Madeline Dyer is the author of Untamed, a YA dystopian fantasy novel from Prizm Books (May 2015). She is currently working on book two in the Untamed Series, as well as a new dystopian trilogy for adults. Aside from writing, Madeline enjoys reading, painting, and inline skating.
Madeline can be found at:


Monday, June 22, 2015

Guest post by Heather McCollum, YA author of BROKEN and ovarian cancer survivor about how life and art are a reflection of each other

Thank you so much for having me here today on Salon Witz! I’m a writer of Young Adult paranormal romance and adult historical paranormal romance. My second YA book, BROKEN, released on April 1st. The heroine in this book is very special to me because we share a common problem.

Taylin Banes was cursed to live over and over without being able to love. She has died ten horrible deaths. (Okay, that’s not the issue I’ve dealt with, thank goodness!) But now that the curse is broken, Taylin has a new problem. She’s afraid of dying again, dying painfully and permanently this time, leaving behind the people she is now able to love.
And this is where Taylin and I are similar.
I am an ovarian cancer survivor. This past April 5th was the four year anniversary of the morning I woke up in a hospital bed after major surgery and was told “it is cancer.” My life would never be the same. Surgery, 5 months of intensive chemo, 10 more months of a clinical trial chemo, and 6 months of recovery has killed off all those vicious, stealthy cancer cells (triumphant fist pumping!).
Since ovarian cancer has an ugly tendency of coming back with lethal force, I’m checked every three to six months. Remission is bitter sweet. Sweet because the cancer is gone. Bitter because the thought of it returning is terrifying.
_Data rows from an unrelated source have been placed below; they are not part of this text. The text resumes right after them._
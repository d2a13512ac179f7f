//! Source scanner
//!
//! Walks the repository, reads candidate files and runs each through the parser
//! backend chain in parallel. Per-file failures are logged and skipped.

use crate::config::GraphConfig;
use crate::core::{FileParseError, Language, Node, ScanEvent, SourceFile};
use crate::fs::{WalkConfig, relative_path, walk_directory_with_config};
use crate::utils::backends::BackendChain;
use crate::utils::integrations::cache::{CacheEntry, ParseCache};
use anyhow::{Context, Result};
use crossbeam_channel::Sender;
use rayon::prelude::*;
use std::collections::{BTreeSet, HashSet};
use std::fs::File;
use std::io::Read;
use std::path::{Path, PathBuf};
use std::sync::Arc;
use std::sync::atomic::{AtomicBool, Ordering};
use std::time::{Duration, Instant};

/// Notify helper for optional sender
pub(crate) fn notify(tx: &Option<Sender<ScanEvent>>, event: ScanEvent) {
    if let Some(tx) = tx {
        let _ = tx.send(event);
    }
}

/// Cancellation flag plus optional deadline shared with scan workers
#[derive(Debug, Clone, Default)]
pub struct ScanControl {
    cancelled: Arc<AtomicBool>,
    deadline: Option<Instant>,
}

impl ScanControl {
    pub fn new() -> Self {
        Self::default()
    }

    pub fn with_timeout(timeout: Option<Duration>) -> Self {
        Self {
            cancelled: Arc::new(AtomicBool::new(false)),
            deadline: timeout.map(|t| Instant::now() + t),
        }
    }

    pub fn cancel(&self) {
        self.cancelled.store(true, Ordering::SeqCst);
    }

    /// True once cancelled or past the deadline; no new files are started after that.
    pub fn is_stopped(&self) -> bool {
        self.cancelled.load(Ordering::SeqCst)
            || self.deadline.is_some_and(|d| Instant::now() >= d)
    }
}

/// Per-scan counters carried into graph metadata
#[derive(Debug, Clone, Default, PartialEq, Eq)]
pub struct ScanSummary {
    pub files_processed: usize,
    pub files_skipped: usize,
    pub files_unvisited: usize,
    pub languages: BTreeSet<String>,
    pub cancelled: bool,
}

#[derive(Debug, Default)]
pub struct ScanOutcome {
    pub nodes: Vec<Node>,
    pub summary: ScanSummary,
}

enum FileOutcome {
    Parsed(Language, Vec<Node>),
    Skipped(PathBuf, String),
    Unvisited,
}

/// Discover candidate source files under the configured root.
///
/// Returns the canonical root and the sorted list of files with a known language.
pub fn discover_files(
    config: &GraphConfig,
    tx: &Option<Sender<ScanEvent>>,
) -> Result<(PathBuf, Vec<PathBuf>)> {
    notify(tx, ScanEvent::StartScanning);

    let root_path = config
        .path
        .canonicalize()
        .with_context(|| format!("Failed to find directory: {:?}", config.path))?;

    let walk_config = WalkConfig {
        ignore_patterns: &config.ignore_patterns,
        include_patterns: &config.include_patterns,
        max_depth: config.max_depth,
    };
    // our own graph and cache files are never inputs
    let generated: Vec<PathBuf> = std::iter::once(&config.output)
        .chain(config.cache.as_ref())
        .filter_map(|p| p.canonicalize().ok())
        .collect();
    let files: Vec<PathBuf> = walk_directory_with_config(&root_path, walk_config)?
        .into_iter()
        .filter(|p| Language::from_path(p).is_some() && !generated.contains(p))
        .collect();

    notify(tx, ScanEvent::FilesFound(files.len()));
    Ok((root_path, files))
}

/// Reads a candidate file, keeping at most `max_bytes`.
pub fn read_source(path: &Path, root: &Path, max_bytes: u64) -> Result<SourceFile, FileParseError> {
    let relative = relative_path(path, root);
    let read_err = |source| FileParseError::Read {
        path: path.to_path_buf(),
        source,
    };
    let language = Language::from_path(path).ok_or_else(|| FileParseError::Grammar {
        language: relative.clone(),
    })?;

    let file = File::open(path).map_err(read_err)?;
    let size = file.metadata().map_err(read_err)?.len();
    let mut bytes = Vec::new();
    file.take(max_bytes).read_to_end(&mut bytes).map_err(read_err)?;

    Ok(SourceFile {
        path: path.to_path_buf(),
        relative,
        language,
        content: String::from_utf8_lossy(&bytes).into_owned(),
        truncated_from: (size > max_bytes).then_some(size),
    })
}

/// Scans every candidate file into nodes.
///
/// Files run in parallel; results are merged in path order so repeated scans of an
/// unchanged tree produce the same node sequence. Duplicate ids keep their first node.
pub fn scan_repository(
    config: &GraphConfig,
    chain: &BackendChain,
    cache: Option<&ParseCache>,
    control: &ScanControl,
    tx: &Option<Sender<ScanEvent>>,
) -> Result<ScanOutcome> {
    let (root, files) = discover_files(config, tx)?;
    let fingerprint = config.parse_fingerprint();

    let scan_one = |path: &PathBuf| -> FileOutcome {
        if control.is_stopped() {
            return FileOutcome::Unvisited;
        }
        let source = match read_source(path, &root, config.max_file_size) {
            Ok(source) => source,
            Err(e) => return FileOutcome::Skipped(path.clone(), e.to_string()),
        };

        let hash = cache.map(|_| ParseCache::compute_hash(&source, &fingerprint));
        if let (Some(cache), Some(hash)) = (cache, &hash)
            && let Some(nodes) = cache.get(&source.relative, hash)
        {
            notify(tx, ScanEvent::FileProcessed(path.clone()));
            return FileOutcome::Parsed(source.language, nodes);
        }

        match chain.parse_file(&source) {
            Ok(nodes) => {
                if let (Some(cache), Some(hash)) = (cache, hash) {
                    cache.update(
                        source.relative.clone(),
                        CacheEntry {
                            hash,
                            nodes: nodes.clone(),
                        },
                    );
                }
                notify(tx, ScanEvent::FileProcessed(path.clone()));
                FileOutcome::Parsed(source.language, nodes)
            }
            Err(e) => FileOutcome::Skipped(path.clone(), e.to_string()),
        }
    };

    let outcomes: Vec<FileOutcome> = match config.threads {
        Some(threads) => rayon::ThreadPoolBuilder::new()
            .num_threads(threads)
            .build()
            .context("Failed to build scan thread pool")?
            .install(|| files.par_iter().map(scan_one).collect()),
        None => files.par_iter().map(scan_one).collect(),
    };

    let mut outcome = ScanOutcome::default();
    let mut seen = HashSet::new();
    for result in outcomes {
        match result {
            FileOutcome::Parsed(language, nodes) => {
                outcome.summary.files_processed += 1;
                outcome.summary.languages.insert(language.as_str().to_string());
                for node in nodes {
                    if seen.insert(node.id.clone()) {
                        outcome.nodes.push(node);
                    } else {
                        log::debug!("Duplicate node id {} dropped", node.id);
                    }
                }
            }
            FileOutcome::Skipped(path, reason) => {
                log::warn!("Skipping {}: {}", path.display(), reason);
                outcome.summary.files_skipped += 1;
                notify(tx, ScanEvent::FileSkipped(path, reason));
            }
            FileOutcome::Unvisited => outcome.summary.files_unvisited += 1,
        }
    }

    if outcome.summary.files_unvisited > 0 {
        outcome.summary.cancelled = true;
        log::warn!(
            "Scan stopped early; {} files not visited",
            outcome.summary.files_unvisited
        );
        notify(tx, ScanEvent::Cancelled(outcome.summary.files_unvisited));
    }

    if let Some(cache) = cache {
        let live: HashSet<String> = files.iter().map(|p| relative_path(p, &root)).collect();
        cache.retain_paths(&live);
    }

    log::info!(
        "Scanned {} files ({} skipped) into {} nodes",
        outcome.summary.files_processed,
        outcome.summary.files_skipped,
        outcome.nodes.len()
    );
    Ok(outcome)
}

#[cfg(test)]
mod tests {
    use super::*;
    use std::fs;
    use tempfile::TempDir;

    fn config_for(root: &Path) -> GraphConfig {
        GraphConfig {
            path: root.to_path_buf(),
            ..Default::default()
        }
    }

    #[test]
    fn test_scan_skips_malformed_and_unknown_files() -> Result<()> {
        let dir = TempDir::new()?;
        let root = dir.path();
        fs::write(root.join("good.py"), "def ok():\n    return 1\n")?;
        fs::write(root.join("bad.py"), "def broken(:\n    pass\n")?;
        fs::write(root.join("README"), "no extension")?;
        fs::write(root.join("notes.txt"), "plain text")?;

        let config = config_for(root);
        let outcome = scan_repository(
            &config,
            &BackendChain::default(),
            None,
            &ScanControl::new(),
            &None,
        )?;

        let ids: Vec<&str> = outcome.nodes.iter().map(|n| n.id.as_str()).collect();
        assert_eq!(ids, vec!["function:ok:good.py:1"]);
        assert_eq!(outcome.summary.files_processed, 1);
        assert_eq!(outcome.summary.files_skipped, 1);
        assert!(!outcome.summary.cancelled);
        Ok(())
    }

    #[test]
    fn test_cancelled_scan_visits_no_files() -> Result<()> {
        let dir = TempDir::new()?;
        fs::write(dir.path().join("a.go"), "package a\n\nfunc A() {}\n")?;

        let control = ScanControl::new();
        control.cancel();
        let outcome = scan_repository(
            &config_for(dir.path()),
            &BackendChain::default(),
            None,
            &control,
            &None,
        )?;
        assert!(outcome.nodes.is_empty());
        assert!(outcome.summary.cancelled);
        assert_eq!(outcome.summary.files_unvisited, 1);
        Ok(())
    }

    #[test]
    fn test_size_cap_truncates() -> Result<()> {
        let dir = TempDir::new()?;
        let path = dir.path().join("big.rs");
        fs::write(&path, "fn big() {}\n".repeat(100))?;

        let source = read_source(&path, dir.path(), 64)?;
        assert_eq!(source.content.len(), 64);
        assert_eq!(source.truncated_from, Some(1200));
        assert_eq!(source.relative, "big.rs");
        Ok(())
    }

    #[test]
    fn test_cache_reused_on_rescan() -> Result<()> {
        let dir = TempDir::new()?;
        fs::write(dir.path().join("m.rs"), "fn one() {}\nfn two() { one() }\n")?;
        let config = config_for(dir.path());
        let cache = ParseCache::default();
        let chain = BackendChain::default();

        let first = scan_repository(&config, &chain, Some(&cache), &ScanControl::new(), &None)?;
        assert_eq!(cache.len(), 1);
        let second = scan_repository(&config, &chain, Some(&cache), &ScanControl::new(), &None)?;
        assert_eq!(first.nodes, second.nodes);
        Ok(())
    }
}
Chemo and I don’t mix well. Besides the hair loss (Everywhere! Where do those nose hairs go?), I had nerve damage throughout my body (from my teeth to my toes), sores in my mouth, toenails that turned brown and could be pulled in and out of their sockets, ulcers throughout my digestive track and bleeding end to end. The thought of going through that again, added to the thought of dying early, leaving my three kids and wonderful husband – well the fear can grab me by the throat.
When I started writing BROKEN I thought the theme would be “you can’t fear dying or you can’t really live.” It sounds like a great truth to help Taylin (and me) discover and implement. But as I approached writing the middle of the book I slowed down and eventually stopped. I just couldn’t figure out how Taylin could learn how not to fear death when she’d experienced such pain and fear. I spent days wracking my brain and dredging my creative well for something that could teach her not to fear. I came up empty.
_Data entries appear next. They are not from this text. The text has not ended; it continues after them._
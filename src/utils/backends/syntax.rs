use super::docs::{leading_comment, python_docstring, slice_lines, truncate_chars};
use super::{ParserBackend, TextLimits};
use crate::core::{FileParseError, Language, Node, SourceFile};
use crate::utils::ast;

pub const NAME: &str = "syntax_tree";

/// Tree-sitter backend: one node per function, method, class or type definition
///
/// Trees with error nodes keep only the definitions whose own subtree parsed cleanly.
/// Languages listed as strict reject the whole file instead, leaving the verdict to
/// the next structural backend.
pub struct SyntaxTreeBackend {
    limits: TextLimits,
    strict: Vec<Language>,
}

impl SyntaxTreeBackend {
    pub fn new(limits: TextLimits) -> Self {
        Self {
            limits,
            strict: Vec::new(),
        }
    }

    pub fn with_strict_languages(mut self, languages: Vec<Language>) -> Self {
        self.strict = languages;
        self
    }
}

impl ParserBackend for SyntaxTreeBackend {
    fn name(&self) -> &'static str {
        NAME
    }

    fn supports(&self, language: Language) -> bool {
        language.has_grammar()
    }

    fn parse(&self, file: &SourceFile) -> Result<Vec<Node>, FileParseError> {
        let Some(profile) = file.language.profile() else {
            return Ok(Vec::new());
        };
        let Some(tree) = ast::parse(file.language, &file.content) else {
            log::warn!("{}: {} parser unavailable", file.relative, file.language);
            return Ok(Vec::new());
        };
        let damaged = match ast::first_error_line(&tree) {
            Some(line) if self.strict.contains(&file.language) => {
                return Err(FileParseError::Syntax {
                    path: file.relative.clone(),
                    line,
                });
            }
            Some(line) => {
                log::debug!(
                    "{}: syntax error at line {}; keeping clean definitions",
                    file.relative,
                    line
                );
                true
            }
            None => false,
        };

        let source = file.content.as_bytes();
        let lines: Vec<&str> = file.content.lines().collect();
        let mut nodes = Vec::new();

        for syntax_node in ast::descendants(tree.root_node()) {
            let Some((kind, name)) = ast::classify_definition(syntax_node, source, profile) else {
                continue;
            };
            if damaged && syntax_node.has_error() {
                continue;
            }
            let (start, end) = ast::line_span(syntax_node);
            let code = truncate_chars(
                &slice_lines(&lines, start, end),
                self.limits.max_code_chars,
                "truncated",
            );
            let doc = if file.language == Language::Python {
                syntax_node
                    .child_by_field_name("body")
                    .map(|body| body.start_position().row)
                    .filter(|row| *row + 1 > start)
                    .map(|row| python_docstring(&lines, row))
                    .unwrap_or_default()
            } else {
                leading_comment(&lines, start)
            };

            nodes.push(
                Node::new(kind, name, file.relative.as_str(), (start, end), file.language)
                    .with_code(code)
                    .with_doc(doc),
            );
        }

        Ok(nodes)
    }
}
When I met with my therapist (ah therapy, something I recommend for everyone) I mentioned how I was stuck in my book. She’s a novice writer and has great insight.

“How can I make my heroine not fear dying?” I asked.

She tilted her head. “Why should she not fear dying? Fearing death is a very human thing. If she didn’t fear dying at all, she wouldn’t be human.”

I blinked. I stared. I inhaled. “If you fear death you can’t really live.”
“I don’t know anyone who doesn’t fear dying, at least somewhat, and a lot of people live wonderful, happy lives. They just don’t dwell on death.”

Holy Crow! Taylin didn’t have to completely lose her fear, volunteering for the bomb squad or walking in dark alleys by herself at night. She just needed to learn not to allow fear to stand in the way of living. If we dwell on dying, what we would leave behind or the pain it could entail, we will miss the whole beautiful parade going by before us.

Both Taylin and I still need to work on this. Every time I have a CT scan or bloodwork drawn fear becomes large and darkens my world. But for the most part I’ve learned to acknowledge the fear and look the other way toward the beauty of living and the possibilities of each day.
I’m very lucky to have an avenue to explore my inner craziness. I wrote a blog all through my treatments about survival. It kept me sane. The posts are on my web site. http://www.heathermccollum.com/ovarian-cancer/ I plan to one day organize them into a survival book.

It is amazing how much of ourselves come out in our writing: lessons we wish to learn, people we wish to be, love we hope to find. We can learn so much about ourselves writing and we can absorb important lessons reading. I’m a firm believer that if you read enough happy endings, you will bring one your way.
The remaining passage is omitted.